BY DUNCAN OSBORNE| During a protest outside City Hall, some 30 members of ACT UP New York called on the de Blasio administration to replace the HIV and sexually transmitted disease testing services that were lost when the city closed its Chelsea sexually transmitted disease clinic for a two-year-long renovation.
“This city government cannot ignore the health, the public health, of the queer community,” said James Krellenstein, a member of the AIDS activist group, during the June 3 protest.
The clinic, one of nine the city health department operates, closed on March 21 for a $17 million renovation of the nearly 80-year-old building. The Chelsea clinic reported the most annual visits among the nine clinics. The health department has been criticized for either not planning to replace the lost services or for poor planning.
Those services are vital because Chelsea and Hell’s Kitchen have the highest rate of syphilis infections in the city. The syphilis epidemic, as activists are calling it, has gone unabated since 2007. Chelsea and Hell’s Kitchen also have the highest rate of new HIV diagnoses in the city. The syphilis and HIV rates in those neighborhoods result almost entirely from new infections among gay and bisexual men. The two neighborhoods also have high rates of gonorrhea and hepatitis C.
The Chelsea clinic was also expected to be an important resource in the Plan to End AIDS that aims to reduce HIV infections in New York State from roughly 3,000 annually to 750 a year by 2020. People who recently contracted a sexually transmitted disease may be at high risk for acquiring HIV. Such people could be candidates for pre-exposure prophylaxis (PrEP), the consistent use of anti-HIV drugs by HIV-negative people to keep them uninfected.
“The hardest part is getting the highest risk population,” Krellenstein said. “They have the goldmine here.”
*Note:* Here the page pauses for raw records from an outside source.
//! Blocking `ureq` agent driven from the async executor.
//!
//! Each exchange runs on tokio's blocking pool. The agent is configured with
//! `http_status_as_error(false)` so 4xx/5xx replies come back as responses
//! for the classifier instead of being reported as transport failures, and
//! with `max_redirects(0)` so 3xx replies reach the classifier as well.

use std::io;

use async_trait::async_trait;
use ureq::http::header::CONTENT_TYPE;
use ureq::http::Response;
use ureq::{Agent, Body, RequestBuilder};

use super::Transport;
use crate::error::{TransportError, TransportErrorKind};
use crate::http::{HttpMethod, PreparedRequest, RawResponse};

#[derive(Clone)]
pub struct UreqTransport {
    agent: Agent,
}

impl UreqTransport {
    pub fn new() -> Self {
        let agent = Agent::config_builder()
            .http_status_as_error(false)
            .max_redirects(0)
            .build()
            .new_agent();
        Self { agent }
    }

    /// Use a caller-configured agent. It must set `http_status_as_error(false)`
    /// and `max_redirects(0)`, or error and redirect statuses would surface as
    /// transport failures and be retried.
    pub fn with_agent(agent: Agent) -> Self {
        Self { agent }
    }
}

impl Default for UreqTransport {
    fn default() -> Self {
        Self::new()
    }
}

#[async_trait]
impl Transport for UreqTransport {
    async fn send(&self, request: &PreparedRequest) -> Result<RawResponse, TransportError> {
        let agent = self.agent.clone();
        let request = request.clone();
        tokio::task::spawn_blocking(move || send_blocking(&agent, &request))
            .await
            .map_err(|e| TransportError::new(TransportErrorKind::Other, e.to_string()))?
    }
}

fn send_blocking(agent: &Agent, request: &PreparedRequest) -> Result<RawResponse, TransportError> {
    let url = request.url.as_str();
    let result = match request.method {
        HttpMethod::Get => configure(agent.get(url), request).call(),
        HttpMethod::Delete => configure(agent.delete(url), request).call(),
        HttpMethod::Post => configure(agent.post(url), request).send_empty(),
        HttpMethod::Put => configure(agent.put(url), request).send_empty(),
        HttpMethod::Patch => configure(agent.patch(url), request).send_empty(),
    };
    let response = result.map_err(map_error)?;
    into_raw(response)
}

fn configure<B>(builder: RequestBuilder<B>, request: &PreparedRequest) -> RequestBuilder<B> {
    let mut builder = builder
        .config()
        .timeout_global(Some(request.timeout))
        .build();
    for (name, value) in &request.headers {
        builder = builder.header(name.as_str(), value.as_str());
    }
    if let Some(directive) = request.cache_policy.cache_control() {
        builder = builder.header("Cache-Control", directive);
    }
    builder
}

fn into_raw(mut response: Response<Body>) -> Result<RawResponse, TransportError> {
    let status = response.status().as_u16();
    let content_type = response
        .headers()
        .get(CONTENT_TYPE)
        .and_then(|v| v.to_str().ok())
        .map(str::to_string);
    let body = response.body_mut().read_to_vec().map_err(map_error)?;
    Ok(RawResponse {
        status: Some(status),
        content_type,
        body,
    })
}

fn map_error(err: ureq::Error) -> TransportError {
    let kind = match &err {
        ureq::Error::Timeout(_) => TransportErrorKind::Timeout,
        ureq::Error::HostNotFound | ureq::Error::ConnectionFailed => TransportErrorKind::Connect,
        ureq::Error::Http(_) | ureq::Error::BadUri(_) => TransportErrorKind::InvalidRequest,
        ureq::Error::Io(e) => match e.kind() {
            io::ErrorKind::TimedOut => TransportErrorKind::Timeout,
            io::ErrorKind::ConnectionRefused => TransportErrorKind::Connect,
            _ => TransportErrorKind::Io,
        },
        _ => TransportErrorKind::Other,
    };
    TransportError::new(kind, err.to_string())
}

#[cfg(test)]
mod tests {
    use super::*;

    #[test]
    fn malformed_request_maps_to_invalid_request() {
        let bad_name = ureq::http::HeaderName::from_bytes(b"bad header").unwrap_err();
        let err = map_error(ureq::Error::Http(bad_name.into()));
        assert_eq!(err.kind, TransportErrorKind::InvalidRequest);

        let err = map_error(ureq::Error::BadUri("no host".to_string()));
        assert_eq!(err.kind, TransportErrorKind::InvalidRequest);
    }

    #[test]
    fn network_failures_map_to_retryable_kinds() {
        assert_eq!(map_error(ureq::Error::HostNotFound).kind, TransportErrorKind::Connect);
        assert_eq!(map_error(ureq::Error::ConnectionFailed).kind, TransportErrorKind::Connect);
        let refused = io::Error::from(io::ErrorKind::ConnectionRefused);
        assert_eq!(map_error(ureq::Error::Io(refused)).kind, TransportErrorKind::Connect);
        let reset = io::Error::from(io::ErrorKind::ConnectionReset);
        assert_eq!(map_error(ureq::Error::Io(reset)).kind, TransportErrorKind::Io);
    }
}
The health department has floated various proposals for replacing the lost services, with the most recent coming the night before the protest. In an email to City Councilmember Corey Johnson, who represents Chelsea and chairs the Health Committee, Dr. Mary Bassett, the city’s health commissioner, proposed steering clients to three nearby nonprofits, placing testing vans operated by six nonprofits outside the clinic and adding a permanent city testing van. Altogether, this would cover 23,000 annual visits, according to Bassett. Since 2012, the Chelsea clinic has had roughly 20,000 visits every year. The city will also expand and modernize its testing and lab facilities in its permanent van.
In the original proposal, the six vans were to be at the clinic through September. It is not clear that the three nonprofits have the capacity to add thousands of new visits annually, though one of them, the Callen-Lorde Community Health Center, has already added 105 sexual health visits to its weekly schedule, or just over 5,400 every year.
“They suddenly have told us that these clinics will be able to do 15,000 visits a year,” said Jim Eigo, an ACT UP member. “I’m afraid the [health department] is just pulling numbers out of the air.”
The Chelsea clinic testing was also free, and could be anonymous. Those services are harder to find at private nonprofits. Activists want to see sufficient cash allocated to fund “expanded HIV/STD testing and treatment at neighborhood clinics,” an “inexpensive, prefabricated temporary clinic” at the Chelsea site, “funds to expedite the renovations of the shuttered clinic,” and a community board to oversee the renovation.
While earlier complaints focused on the city health department, the June 3 protest aimed some of the frustration and anger at Mayor Bill de Blasio. Some signs read “De Blasio, the blood is on your hands,” “De Blasio blasé on STDs” and “Mr. Mayor: You make us sick.”
A June 3 visit to the closed Chelsea clinic showed that asbestos abatement has begun at the site, but also revealed that people continue to go there expecting the clinic to be open.
A city health department employee who was stationed there to send people to another city clinic on W. 100th St. or to the nearby private providers told our sister publication, Gay City News, that she had spoken with 20 people seeking services that day.
Staff from the AIDS group Harlem United, which had its mobile health van parked outside the clinic on June 3, said they saw about 10 people for sexually transmitted disease screening and three for primary health screening.
Data that was distributed at a May 15 meeting of activists and senior health department staff suggests that visits to city clinics are down generally through mid-April. The data also suggests the decline is attributable to the Chelsea clinic closing. Syphilis diagnoses also appear to have declined since the Chelsea clinic closed.
This article was originally posted June 4, on gaycitynews.com.